┌────────
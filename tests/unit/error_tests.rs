use notebook_chat::AppError;

#[test]
fn display_prefixes_category() {
    assert_eq!(AppError::Config("bad".into()).to_string(), "config: bad");
    assert_eq!(AppError::Command("no".into()).to_string(), "command: no");
    assert_eq!(AppError::Runner("boom".into()).to_string(), "runner: boom");
    assert_eq!(AppError::NotFound("cell 3".into()).to_string(), "not found: cell 3");
}

#[test]
fn kind_names_error_class() {
    assert_eq!(AppError::Runner(String::new()).kind(), "RunnerError");
    assert_eq!(AppError::Document(String::new()).kind(), "DocumentError");
    assert_eq!(AppError::Template(String::new()).kind(), "TemplateError");
}

#[test]
fn toml_errors_convert_to_config() {
    let err = toml::from_str::<toml::Value>("= nope").expect_err("invalid toml");

    assert!(matches!(AppError::from(err), AppError::Config(_)));
}

#[test]
fn json_errors_convert_to_io() {
    let err = serde_json::from_str::<serde_json::Value>("{").expect_err("invalid json");

    assert!(matches!(AppError::from(err), AppError::Io(_)));
}
//! Global configuration parsing and validation.

use std::fs;
use std::path::{Path, PathBuf};

use serde::Deserialize;

use crate::{AppError, Result};

/// Runner strategy selector.
#[derive(Debug, Clone, Copy, Deserialize, PartialEq, Eq, Default)]
#[serde(rename_all = "snake_case")]
pub enum RunnerKind {
    /// Echo the expanded prompt back into the response cell.
    #[default]
    Echo,
    /// Pipe the conversation into an external program and stream its stdout.
    Command,
}

/// Runner configuration.
#[derive(Debug, Clone, Deserialize, PartialEq, Eq, Default)]
#[serde(rename_all = "snake_case")]
pub struct RunnerConfig {
    /// Which strategy to build.
    #[serde(default)]
    pub kind: RunnerKind,
    /// Program to spawn for the `command` runner.
    #[serde(default)]
    pub program: Option<String>,
    /// Arguments passed to `program`.
    #[serde(default)]
    pub args: Vec<String>,
}

/// Language tags used for the user and assistant sides of the conversation.
#[derive(Debug, Clone, PartialEq, Eq)]
pub struct CellRoles {
    /// Tag given to cells that hold the next user turn.
    pub user: String,
    /// Tag given to response cells.
    pub assistant: String,
}

impl Default for CellRoles {
    fn default() -> Self {
        Self {
            user: default_user_role(),
            assistant: default_assistant_role(),
        }
    }
}

fn default_user_role() -> String {
    "user".into()
}

fn default_assistant_role() -> String {
    "assistant".into()
}

/// Global configuration parsed from `config.toml`.
#[derive(Debug, Clone, Deserialize, PartialEq, Eq)]
#[serde(rename_all = "snake_case")]
pub struct GlobalConfig {
    /// Language tag for user cells.
    #[serde(default = "default_user_role")]
    pub user_role: String,
    /// Language tag for response cells.
    #[serde(default = "default_assistant_role")]
    pub assistant_role: String,
    /// Base directory for relative path templates when the host provides none.
    #[serde(default)]
    pub default_base_dir: Option<PathBuf>,
    /// Runner strategy settings.
    #[serde(default)]
    pub runner: RunnerConfig,
}

impl Default for GlobalConfig {
    fn default() -> Self {
        Self {
            user_role: default_user_role(),
            assistant_role: default_assistant_role(),
            default_base_dir: None,
            runner: RunnerConfig::default(),
        }
    }
}

impl GlobalConfig {
    /// Load and validate configuration from a TOML file path.
    ///
    /// # Errors
    ///
    /// Returns `AppError::Config` if the file cannot be read or contains
    /// invalid TOML, or if validation fails.
    pub fn load_from_path(path: impl AsRef<Path>) -> Result<Self> {
        let raw = fs::read_to_string(path)
            .map_err(|err| AppError::Config(format!("failed to read config: {err}")))?;
        Self::from_toml_str(&raw)
    }

    /// Parse configuration from a TOML string.
    ///
    /// # Errors
    ///
    /// Returns `AppError::Config` if parsing or validation fails.
    pub fn from_toml_str(raw: &str) -> Result<Self> {
        let config: Self = toml::from_str(raw)?;
        config.validate()?;
        Ok(config)
    }

    /// Role tags as a standalone value for the orchestrator.
    #[must_use]
    pub fn roles(&self) -> CellRoles {
        CellRoles {
            user: self.user_role.clone(),
            assistant: self.assistant_role.clone(),
        }
    }

    /// Base directory for template resolution, preferring the host's value.
    #[must_use]
    pub fn resolve_base_dir(&self, host_base_dir: Option<PathBuf>) -> PathBuf {
        host_base_dir
            .or_else(|| self.default_base_dir.clone())
            .or_else(|| std::env::current_dir().ok())
            .unwrap_or_else(|| PathBuf::from("."))
    }

    fn validate(&self) -> Result<()> {
        if self.user_role.trim().is_empty() || self.assistant_role.trim().is_empty() {
            return Err(AppError::Config("role tags must not be empty".into()));
        }

        if self.user_role == self.assistant_role {
            return Err(AppError::Config(
                "user_role and assistant_role must differ".into(),
            ));
        }

        if self.runner.kind == RunnerKind::Command
            && self.runner.program.as_deref().is_none_or(str::is_empty)
        {
            return Err(AppError::Config(
                "runner.program is required for the command runner".into(),
            ));
        }

        Ok(())
    }
}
└────────
Find and copy every line in the entries above where the string "Deserialize" occurs.

■ Exercise response
use serde::Deserialize;
#[derive(Debug, Clone, Copy, Deserialize, PartialEq, Eq, Default)]
#[derive(Debug, Clone, Deserialize, PartialEq, Eq, Default)]
#[derive(Debug, Clone, Deserialize, PartialEq, Eq)]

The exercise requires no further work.